From the end-user perspective, vc3-builder is invoked as a command line tool which states the desired dependencies. The builder will perform whatever work is necessary to deliver those dependencies, then start a shell with the software activated. For example, assume the original environment is a RHEL7, but we need to run the bioinformatics tool NCBI BLAST using RHEL6:
$ cat /etc/redhat-release
Red Hat Enterprise Linux Server release 7.4 (Maipo)
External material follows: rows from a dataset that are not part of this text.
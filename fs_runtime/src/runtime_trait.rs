use std::ffi::CStr;
use std::os::raw::c_int;
use std::sync::Arc;

use crate::flags::OpenFlags;

/// Trait for the file-system primitives the buffered engine is built on.
/// Provides an abstraction layer over `open(2)`, `read(2)`, `write(2)` and `close(2)`.
/// This allows for both the libc-based implementation and in-memory implementations (testing).
///
/// Return values follow the C convention: a negative value signals failure,
/// and `get_errno` returns the code of the last failure on the calling thread.
pub trait FsRuntime {
    /// Get the last error number
    fn get_errno(&self) -> c_int;

    /// Open a file, returning a descriptor
    fn open(&self, path: &CStr, flags: OpenFlags, perm: u32) -> c_int;

    /// Read up to `buffer.len()` bytes; 0 means end of file
    fn read(&self, fd: c_int, buffer: &mut [u8]) -> isize;

    /// Write up to `buffer.len()` bytes
    fn write(&self, fd: c_int, buffer: &[u8]) -> isize;

    /// Close a file descriptor
    fn close(&self, fd: c_int) -> c_int;
}

impl<T: FsRuntime + ?Sized> FsRuntime for &T {
    fn get_errno(&self) -> c_int {
        (**self).get_errno()
    }

    fn open(&self, path: &CStr, flags: OpenFlags, perm: u32) -> c_int {
        (**self).open(path, flags, perm)
    }

    fn read(&self, fd: c_int, buffer: &mut [u8]) -> isize {
        (**self).read(fd, buffer)
    }

    fn write(&self, fd: c_int, buffer: &[u8]) -> isize {
        (**self).write(fd, buffer)
    }

    fn close(&self, fd: c_int) -> c_int {
        (**self).close(fd)
    }
}

impl<T: FsRuntime + ?Sized> FsRuntime for Arc<T> {
    fn get_errno(&self) -> c_int {
        (**self).get_errno()
    }

    fn open(&self, path: &CStr, flags: OpenFlags, perm: u32) -> c_int {
        (**self).open(path, flags, perm)
    }

    fn read(&self, fd: c_int, buffer: &mut [u8]) -> isize {
        (**self).read(fd, buffer)
    }

    fn write(&self, fd: c_int, buffer: &[u8]) -> isize {
        (**self).write(fd, buffer)
    }

    fn close(&self, fd: c_int) -> c_int {
        (**self).close(fd)
    }
}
$ ./vc3-builder --install ~/tmp/my-vc3 --require-os redhat6 --require ncbi-blast
OS trying: redhat6 os-native
OS fail prereq: redhat6 os-native
OS trying: redhat6 singularity
..Plan: ncbi-blast => [, ]
..Try: ncbi-blast => v2.2.28
..Refining version: ncbi-blast v2.2.28 => [, ]
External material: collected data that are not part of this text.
//! Read engine: fixed-length and line reads over a [`ReadBuffer`].
//!
//! Both reads first serve from the lookahead left by earlier calls and only
//! then issue `read(2)`, one buffer-capacity at a time. Whatever a refill
//! returns beyond the current request stays in the buffer for the next call,
//! so fixed-length reads and line reads can be mixed on one handle.
//!
//! `Ok(None)` is end of file with nothing to return; `Ok(Some(vec![]))` is an
//! empty chunk or an empty line.

use std::os::raw::c_int;

use fs_runtime::FsRuntime;
use tracing::trace;

use crate::buffer::ReadBuffer;
use crate::error::Result;

const NEWLINE: u8 = b'\n';

fn find_newline(bytes: &[u8]) -> Option<usize> {
    bytes.iter().position(|&b| b == NEWLINE)
}

/// Move up to `want` buffered bytes to the end of `out`.
fn take_into(buffer: &mut ReadBuffer, out: &mut Vec<u8>, want: usize) -> Result<()> {
    let n = want.min(buffer.remaining());
    out.try_reserve(n)?;
    out.extend_from_slice(buffer.take(n));
    Ok(())
}

/// Read `requested` bytes, or fewer at end of file.
pub(crate) fn read<R: FsRuntime>(
    buffer: &mut ReadBuffer,
    runtime: &R,
    fd: c_int,
    requested: usize,
) -> Result<Option<Vec<u8>>> {
    if requested == 0 {
        return Ok(Some(Vec::new()));
    }

    let mut out = Vec::new();
    out.try_reserve_exact(requested.min(buffer.remaining() + buffer.capacity()))?;

    if buffer.remaining() > 0 {
        take_into(buffer, &mut out, requested)?;
        if out.len() == requested {
            trace!(fd, requested, "read: served from buffer");
            return Ok(Some(out));
        }
        trace!(fd, have = out.len(), requested, "read: buffer drained");
    }

    loop {
        let n = buffer.refill(runtime, fd)?;
        if n == 0 {
            if out.is_empty() {
                trace!(fd, "read: eof");
                return Ok(None);
            }
            trace!(fd, have = out.len(), requested, "read: short chunk at eof");
            return Ok(Some(out));
        }

        let want = requested - out.len();
        take_into(buffer, &mut out, want)?;
        if out.len() == requested {
            trace!(fd, requested, left = buffer.remaining(), "read: satisfied after refill");
            return Ok(Some(out));
        }
    }
}

/// Read one line without its trailing newline. The last line of a file may
/// lack the newline.
pub(crate) fn read_line<R: FsRuntime>(
    buffer: &mut ReadBuffer,
    runtime: &R,
    fd: c_int,
) -> Result<Option<Vec<u8>>> {
    // Accumulates a line that spans refills; handed to the caller as is.
    let mut fragment = Vec::new();

    if buffer.remaining() > 0 {
        let unread = buffer.unread();
        if let Some(pos) = find_newline(unread) {
            let mut line = Vec::new();
            line.try_reserve_exact(pos)?;
            line.extend_from_slice(&unread[..pos]);
            buffer.consume(pos + 1);
            trace!(fd, len = pos, "read_line: served from buffer");
            return Ok(Some(line));
        }
        let n = unread.len();
        fragment.try_reserve_exact(n)?;
        fragment.extend_from_slice(unread);
        buffer.consume(n);
        trace!(fd, carried = n, "read_line: no newline in buffer");
    }

    loop {
        let n = buffer.refill(runtime, fd)?;
        if n == 0 {
            if fragment.is_empty() {
                trace!(fd, "read_line: eof");
                return Ok(None);
            }
            trace!(fd, len = fragment.len(), "read_line: unterminated last line");
            return Ok(Some(fragment));
        }

        let unread = buffer.unread();
        if let Some(pos) = find_newline(unread) {
            fragment.try_reserve_exact(pos)?;
            fragment.extend_from_slice(&unread[..pos]);
            buffer.consume(pos + 1);
            trace!(fd, len = fragment.len(), left = buffer.remaining(), "read_line: newline after refill");
            return Ok(Some(fragment));
        }

        fragment.try_reserve(n)?;
        fragment.extend_from_slice(unread);
        buffer.consume(n);
    }
}

/// Copy buffered bytes into `dst`, refilling once if the buffer is empty.
/// Returns 0 only at end of file or for an empty `dst`.
pub(crate) fn read_into<R: FsRuntime>(
    buffer: &mut ReadBuffer,
    runtime: &R,
    fd: c_int,
    dst: &mut [u8],
) -> Result<usize> {
    if dst.is_empty() {
        return Ok(0);
    }
    if buffer.remaining() == 0 && buffer.refill(runtime, fd)? == 0 {
        return Ok(0);
    }
    let chunk = buffer.take(dst.len());
    dst[..chunk.len()].copy_from_slice(chunk);
    Ok(chunk.len())
}

#[cfg(test)]
mod tests {
    use super::*;
    use fs_runtime::{OpenFlags, DEFAULT_PERM};
    use fs_runtime_mocked::MockFs;

    fn setup(content: &[u8], capacity: usize) -> (MockFs, c_int, ReadBuffer) {
        let fs = MockFs::new();
        fs.add_file("f", content.to_vec());
        let fd = fs.open(c"f", OpenFlags::read_only(), DEFAULT_PERM);
        fs.reset_counts();
        (fs, fd, ReadBuffer::with_capacity(capacity).unwrap())
    }

    #[test]
    fn find_newline_positions() {
        assert_eq!(find_newline(b"abc\n"), Some(3));
        assert_eq!(find_newline(b"\n"), Some(0));
        assert_eq!(find_newline(b"abc"), None);
        assert_eq!(find_newline(b""), None);
    }

    #[test]
    fn zero_length_read_touches_nothing() {
        let (fs, fd, mut buf) = setup(b"abc", 4);
        assert_eq!(read(&mut buf, &fs, fd, 0).unwrap(), Some(Vec::new()));
        assert_eq!(fs.counts().reads, 0);
    }

    #[test]
    fn read_larger_than_capacity() {
        let (fs, fd, mut buf) = setup(b"0123456789", 3);
        assert_eq!(read(&mut buf, &fs, fd, 8).unwrap().unwrap(), b"01234567");
        assert_eq!(fs.counts().reads, 3);
        assert_eq!(buf.unread(), b"8");
    }

    #[test]
    fn empty_line_is_not_eof() {
        let (fs, fd, mut buf) = setup(b"a\n\nb", 16);
        assert_eq!(read_line(&mut buf, &fs, fd).unwrap().unwrap(), b"a");
        assert_eq!(read_line(&mut buf, &fs, fd).unwrap().unwrap(), b"");
        assert_eq!(read_line(&mut buf, &fs, fd).unwrap().unwrap(), b"b");
        assert_eq!(read_line(&mut buf, &fs, fd).unwrap(), None);
    }

    #[test]
    fn read_into_uses_lookahead_first() {
        let (fs, fd, mut buf) = setup(b"abcdef", 4);
        let mut dst = [0u8; 3];
        assert_eq!(read_into(&mut buf, &fs, fd, &mut dst).unwrap(), 3);
        assert_eq!(&dst, b"abc");
        assert_eq!(read_into(&mut buf, &fs, fd, &mut dst).unwrap(), 1);
        assert_eq!(&dst[..1], b"d");
        assert_eq!(read_into(&mut buf, &fs, fd, &mut dst).unwrap(), 2);
        assert_eq!(read_into(&mut buf, &fs, fd, &mut dst).unwrap(), 0);
        assert_eq!(fs.counts().reads, 3);
    }
}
..Success: ncbi-blast v2.2.28 => [, ]
processing for ncbi-blast-v2.2.28
downloading 'ncbi-blast-2.2.28+-x64-linux.tar.gz' from http://download.virtualclusters.org/builder-files
preparing 'ncbi-blast' for x86_64/redhat6.9
details: /opt/vc3-root/x86_64/redhat6.9/ncbi-blast/v2.2.28/ncbi-blast-build-log
sh-4.1$ cat /etc/redhat-release
CentOS release 6.9 (Final)
sh-4.1$ which blastn
/opt/vc3-root/x86_64/redhat6.9/ncbi-blast/v2.2.28/bin/blastn
sh-4.1$ exit
$ ls -d ~/tmp/my-vc3
/home/btovar/tmp/my-vc3
In the first stage, the builder verifies the operating system requirement. Since the native environment is not RHEL6, it tries to fulfill the requirement using a container image. If the native environment would not support containers, the builder terminates indicating that the operating system requirement cannot be fulfilled.
In the second stage, the builder checks if ncbi-blast is already installed.
Since it is not, it downloads it and sets it up accordingly. As requested, all
the installation was done in /home/btovar/tmp/my-vc3
, a directory that was
available as /opt/vc3-root
inside the container.
As another example, the builder provides support for cvmfs:
$ stat -t /cvmfs/cms.cern.ch
stat: cannot stat '/cvmfs/cms.cern.ch': No such file or directory
$ ./vc3-builder --require cvmfs
./vc3-builder --require cvmfs
..Plan: cvmfs => [, ]
..Try: cvmfs => v2.4.0
..Refining version: cvmfs v2.4.0 => [, ]
....Plan: cvmfs-parrot-libcvmfs => [v2.4.0, ]
... etc ...
sh-4.1$ stat -t /cvmfs/cms.cern.ch
/cvmfs/cms.cern.ch 4096 9 41ed 0 0 1 256 1 0 1 1409299789 1409299789 1409299789 0 65336
In this case, the filesystem cvmfs
is not provided natively and the builder
tries to fulfill the requirement using the parrot virtual file system.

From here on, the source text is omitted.